» **What needs to be done**
Please restate the listing below in full, word for word.

» **Dataset records**
⟨

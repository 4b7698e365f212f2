//! Configuration loading.
//!
//! Configuration is loaded from TOML files with the following resolution order:
//! 1. `--config <path>` (CLI flag)
//! 2. `~/.recogate/config.toml` (user)
//! 3. `/etc/recogate/config.toml` (system)
//!
//! When no file exists at the implicit locations the built-in defaults are
//! used. An explicit path that does not exist is an error.

use serde::Deserialize;
use std::fs;
use std::path::{Path, PathBuf};

use crate::cache::TierPolicy;
use crate::providers::jikan::DEFAULT_BASE_URL;
use crate::{GatewayError, Result};

/// Gateway configuration.
#[derive(Debug, Clone, Default, Deserialize)]
pub struct Config {
    #[serde(default)]
    pub upstream: UpstreamConfig,
    #[serde(default)]
    pub store: StoreConfig,
    #[serde(default)]
    pub cache: CacheConfig,
}

/// Upstream API settings.
#[derive(Debug, Clone, Deserialize)]
pub struct UpstreamConfig {
    /// Base URL of the Jikan API (default: the public v4 endpoint).
    #[serde(default = "default_base_url")]
    pub base_url: String,
    /// Per-request timeout in seconds (default: 10).
    #[serde(default = "default_timeout")]
    pub timeout_secs: u64,
}

impl Default for UpstreamConfig {
    fn default() -> Self {
        Self {
            base_url: default_base_url(),
            timeout_secs: default_timeout(),
        }
    }
}

fn default_base_url() -> String {
    DEFAULT_BASE_URL.to_string()
}

fn default_timeout() -> u64 {
    10
}

/// Shared store settings. Without `redis_url` an in-process store is used.
#[derive(Debug, Clone, Default, Deserialize)]
pub struct StoreConfig {
    #[serde(default)]
    pub redis_url: Option<String>,
    /// Entry cap for the in-process store.
    #[serde(default)]
    pub max_entries: Option<u64>,
}

/// Cache timing and tier thresholds.
#[derive(Debug, Clone, Deserialize)]
pub struct CacheConfig {
    #[serde(default = "default_hotness_window")]
    pub hotness_window_secs: u64,
    #[serde(default = "default_lookup_ttl")]
    pub lookup_ttl_secs: u64,
    #[serde(default)]
    pub tiers: TierPolicy,
}

impl Default for CacheConfig {
    fn default() -> Self {
        Self {
            hotness_window_secs: default_hotness_window(),
            lookup_ttl_secs: default_lookup_ttl(),
            tiers: TierPolicy::default(),
        }
    }
}

fn default_hotness_window() -> u64 {
    60
}

fn default_lookup_ttl() -> u64 {
    10_000
}

impl Config {
    /// Load configuration from the standard locations.
    pub fn load(explicit_path: Option<&Path>) -> Result<Self> {
        match Self::resolve_config_path(explicit_path)? {
            Some(path) => Self::load_from_file(&path),
            None => Ok(Self::default()),
        }
    }

    /// Parse configuration from a TOML document.
    pub fn from_toml_str(content: &str) -> Result<Self> {
        toml::from_str(content)
            .map_err(|e| GatewayError::Configuration(format!("Failed to parse config: {e}")))
    }

    fn load_from_file(path: &Path) -> Result<Self> {
        let content = fs::read_to_string(path).map_err(|e| {
            GatewayError::Configuration(format!("Failed to read config file {path:?}: {e}"))
        })?;
        toml::from_str(&content).map_err(|e| {
            GatewayError::Configuration(format!("Failed to parse config file {path:?}: {e}"))
        })
    }

    /// Resolve the config file path, `None` when no implicit file exists.
    fn resolve_config_path(explicit: Option<&Path>) -> Result<Option<PathBuf>> {
        if let Some(path) = explicit {
            if path.exists() {
                return Ok(Some(path.to_path_buf()));
            }
            return Err(GatewayError::Configuration(format!(
                "Config file not found: {path:?}"
            )));
        }

        // User config
        if let Some(home) = dirs::home_dir() {
            let user_config = home.join(".recogate").join("config.toml");
            if user_config.exists() {
                return Ok(Some(user_config));
            }
        }

        // System config
        let system_config = PathBuf::from("/etc/recogate/config.toml");
        if system_config.exists() {
            return Ok(Some(system_config));
        }

        Ok(None)
    }
}
//! [`KeyValueStore`](crate::traits::KeyValueStore) implementations.
//!
//! - [`MemoryStore`]: moka-backed, process-local. The default when no
//!   redis URL is configured, and what the test suite runs against.
//! - [`RedisStore`]: shared across gateway instances (feature `redis`).
//!   Required for hotness counters to reflect traffic on every instance.

mod memory;
#[cfg(feature = "redis")]
mod redis_store;

pub use memory::MemoryStore;
#[cfg(feature = "redis")]
pub use redis_store::RedisStore;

⟩

» **Answer**
repository 4b7698e365f212f2
//! Configuration loading.
//!
//! Configuration is loaded from TOML files with the following resolution order:
//! 1. `--config <path>` (CLI flag)
//! 2. `~/.recogate/config.toml` (user)
//! 3. `/etc/recogate/config.toml` (system)
//!
//! When no file exists at the implicit locations the built-in defaults are
//! used. An explicit path that does not exist is an error.

use serde::Deserialize;
use std::fs;
use std::path::{Path, PathBuf};

use crate::cache::TierPolicy;
use crate::providers::jikan::DEFAULT_BASE_URL;
use crate::{GatewayError, Result};

/// Gateway configuration.
#[derive(Debug, Clone, Default, Deserialize)]
pub struct Config {
    #[serde(default)]
    pub upstream: UpstreamConfig,
    #[serde(default)]
    pub store: StoreConfig,
    #[serde(default)]
    pub cache: CacheConfig,
}

/// Upstream API settings.
#[derive(Debug, Clone, Deserialize)]
pub struct UpstreamConfig {
    /// Base URL of the Jikan API (default: the public v4 endpoint).
    #[serde(default = "default_base_url")]
    pub base_url: String,
    /// Per-request timeout in seconds (default: 10).
    #[serde(default = "default_timeout")]
    pub timeout_secs: u64,
}

impl Default for UpstreamConfig {
    fn default() -> Self {
        Self {
            base_url: default_base_url(),
            timeout_secs: default_timeout(),
        }
    }
}

fn default_base_url() -> String {
    DEFAULT_BASE_URL.to_string()
}

fn default_timeout() -> u64 {
    10
}

/// Shared store settings. Without `redis_url` an in-process store is used.
#[derive(Debug, Clone, Default, Deserialize)]
pub struct StoreConfig {
    #[serde(default)]
    pub redis_url: Option<String>,
    /// Entry cap for the in-process store.
    #[serde(default)]
    pub max_entries: Option<u64>,
}

/// Cache timing and tier thresholds.
#[derive(Debug, Clone, Deserialize)]
pub struct CacheConfig {
    #[serde(default = "default_hotness_window")]
    pub hotness_window_secs: u64,
    #[serde(default = "default_lookup_ttl")]
    pub lookup_ttl_secs: u64,
    #[serde(default)]
    pub tiers: TierPolicy,
}

impl Default for CacheConfig {
    fn default() -> Self {
        Self {
            hotness_window_secs: default_hotness_window(),
            lookup_ttl_secs: default_lookup_ttl(),
            tiers: TierPolicy::default(),
        }
    }
}

fn default_hotness_window() -> u64 {
    60
}

fn default_lookup_ttl() -> u64 {
    10_000
}

impl Config {
    /// Load configuration from the standard locations.
    pub fn load(explicit_path: Option<&Path>) -> Result<Self> {
        match Self::resolve_config_path(explicit_path)? {
            Some(path) => Self::load_from_file(&path),
            None => Ok(Self::default()),
        }
    }

    /// Parse configuration from a TOML document.
    pub fn from_toml_str(content: &str) -> Result<Self> {
        toml::from_str(content)
            .map_err(|e| GatewayError::Configuration(format!("Failed to parse config: {e}")))
    }

    fn load_from_file(path: &Path) -> Result<Self> {
        let content = fs::read_to_string(path).map_err(|e| {
            GatewayError::Configuration(format!("Failed to read config file {path:?}: {e}"))
        })?;
        toml::from_str(&content).map_err(|e| {
            GatewayError::Configuration(format!("Failed to parse config file {path:?}: {e}"))
        })
    }

    /// Resolve the config file path, `None` when no implicit file exists.
    fn resolve_config_path(explicit: Option<&Path>) -> Result<Option<PathBuf>> {
        if let Some(path) = explicit {
            if path.exists() {
                return Ok(Some(path.to_path_buf()));
            }
            return Err(GatewayError::Configuration(format!(
                "Config file not found: {path:?}"
            )));
        }

        // User config
        if let Some(home) = dirs::home_dir() {
            let user_config = home.join(".recogate").join("config.toml");
            if user_config.exists() {
                return Ok(Some(user_config));
            }
        }

        // System config
        let system_config = PathBuf::from("/etc/recogate/config.toml");
        if system_config.exists() {
            return Ok(Some(system_config));
        }

        Ok(None)
    }
}
//! [`KeyValueStore`](crate::traits::KeyValueStore) implementations.
//!
//! - [`MemoryStore`]: moka-backed, process-local. The default when no
//!   redis URL is configured, and what the test suite runs against.
//! - [`RedisStore`]: shared across gateway instances (feature `redis`).
//!   Required for hotness counters to reflect traffic on every instance.

mod memory;
#[cfg(feature = "redis")]
mod redis_store;

pub use memory::MemoryStore;
#[cfg(feature = "redis")]
pub use redis_store::RedisStore;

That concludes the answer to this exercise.